Jaa


Building a Simple Recursive Descent Parser (Completed Simple Parser)

In this post, I complete the recursive descent parser that will parse the simple grammar that I presented previously in this series.  In this post, I’ll examine in detail the NospaceExpression class, which needs to implement operator precedence.

This blog is inactive.
New blog: EricWhite.com/blog

Blog TOCNote:  I have to apologize for the delay in writing this post.  First summer vacation took some time, and then I became involved in a project of writing two papers – one that summarizes SharePoint application development, and another that summarizes Office Client application development.  I’ve been literally obsessing about every possible way that you as a developer can extend SharePoint Server 2010, and every way that you can extend the Office 2010 client applications.  The SharePoint paper is nearing publication.  The Office Client paper will be along in a bit.  While obsessing, it has been difficult for me to mentally switch tracks back to this series.  But here we go again…

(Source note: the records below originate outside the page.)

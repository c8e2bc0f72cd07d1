//! Message-broker channel (MQTT publish of a JSON alert).

use std::time::Duration;

use async_trait::async_trait;
use rumqttc::{AsyncClient, Event, MqttOptions, Outgoing, Packet, QoS};
use serde::{Deserialize, Serialize};
use serde_json::{Value, json};
use tracing::{debug, info, warn};

use super::{ChannelSettings, NotificationChannel, NotificationPayload, RateLimiter};
use crate::error::{Error, Result};

#[derive(Debug, Clone, PartialEq, Serialize, Deserialize)]
pub struct MqttConfig {
    #[serde(flatten)]
    pub settings: ChannelSettings,

    pub broker: String,

    #[serde(default = "default_port")]
    pub port: u16,

    #[serde(default = "default_topic")]
    pub topic: String,

    #[serde(default)]
    pub username: Option<String>,

    #[serde(default)]
    pub password: Option<String>,

    #[serde(default = "default_qos")]
    pub qos: u8,

    #[serde(default)]
    pub retain: bool,

    #[serde(default = "default_client_id")]
    pub client_id: String,
}

fn default_port() -> u16 {
    1883
}

fn default_topic() -> String {
    "ovd/alerts".to_string()
}

fn default_qos() -> u8 {
    1
}

fn default_client_id() -> String {
    "ovd-watchdog".to_string()
}

pub struct MqttChannel {
    name: String,
    config: MqttConfig,
    qos: QoS,
    limiter: RateLimiter,
}

impl MqttChannel {
    pub fn new(name: &str, config: MqttConfig) -> Result<Self> {
        if config.broker.trim().is_empty() {
            return Err(Error::channel(name, "broker is required"));
        }
        let qos = match config.qos {
            0 => QoS::AtMostOnce,
            1 => QoS::AtLeastOnce,
            2 => QoS::ExactlyOnce,
            other => return Err(Error::channel(name, format!("qos must be 0, 1 or 2, got {other}"))),
        };
        Ok(Self {
            name: name.to_string(),
            limiter: RateLimiter::from_seconds(config.settings.rate_limit_seconds),
            qos,
            config,
        })
    }

    pub fn build_message(payload: &NotificationPayload) -> Value {
        json!({
            "event_type": "security_alert",
            "incident_id": payload.incident_id,
            "rule_id": payload.rule_id,
            "rule_description": payload.rule_description,
            "track_id": payload.track_id,
            "timestamp": payload.confirmed_time,
            "alerted_at": payload.alerted_at,
            "camera_id": payload.camera_id,
            "location": payload.location,
            "confidence": payload.avg_confidence,
            "reminder": payload.reminder,
            "evidence": {
                "snapshot": payload.snapshot_path,
                "video": payload.video_clip_path,
            }
        })
    }

    fn options(&self) -> MqttOptions {
        let mut options = MqttOptions::new(
            self.config.client_id.clone(),
            self.config.broker.clone(),
            self.config.port,
        );
        options.set_keep_alive(Duration::from_secs(60));
        if let (Some(user), Some(pass)) = (&self.config.username, &self.config.password) {
            options.set_credentials(user.clone(), pass.clone());
        }
        options
    }

    /// Connect, publish once, and drive the event loop until the publish is
    /// acknowledged (or written, for QoS 0).
    async fn publish(&self, body: Vec<u8>) -> std::result::Result<(), String> {
        let (client, mut eventloop) = AsyncClient::new(self.options(), 10);
        client
            .publish(self.config.topic.clone(), self.qos, self.config.retain, body)
            .await
            .map_err(|e| e.to_string())?;

        let outcome = loop {
            match eventloop.poll().await {
                Ok(Event::Outgoing(Outgoing::Publish(_))) if self.qos == QoS::AtMostOnce => break Ok(()),
                Ok(Event::Incoming(Packet::PubAck(_))) if self.qos == QoS::AtLeastOnce => break Ok(()),
                Ok(Event::Incoming(Packet::PubComp(_))) => break Ok(()),
                Ok(event) => debug!(channel = %self.name, ?event, "MQTT event"),
                Err(e) => break Err(e.to_string()),
            }
        };

        let _ = client.disconnect().await;
        outcome
    }
}

#[async_trait]
impl NotificationChannel for MqttChannel {
    fn name(&self) -> &str {
        &self.name
    }

    fn is_enabled(&self) -> bool {
        self.config.settings.enabled
    }

    fn rate_limiter(&self) -> &RateLimiter {
        &self.limiter
    }

    async fn send(&self, payload: &NotificationPayload) -> bool {
        let body = match serde_json::to_vec(&Self::build_message(payload)) {
            Ok(body) => body,
            Err(e) => {
                warn!(channel = %self.name, error = %e, "Could not encode MQTT message");
                return false;
            }
        };

        match self.publish(body).await {
            Ok(()) => {
                info!(
                    channel = %self.name,
                    incident_id = %payload.incident_id,
                    topic = %self.config.topic,
                    "MQTT notification sent"
                );
                true
            }
            Err(e) => {
                warn!(channel = %self.name, broker = %self.config.broker, error = %e, "MQTT notification failed");
                false
            }
        }
    }
}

This post is one in a series on using LINQ to write a recursive-descent parser for SpreadsheetML formulas.  You can find the complete list of posts here.

The NospaceExpression Class

Here is the entire implementation of the NospaceExpression class.  I explained all of the code that has a gray background in the previous post, Building a Simple Recursive Descent Parser (continued).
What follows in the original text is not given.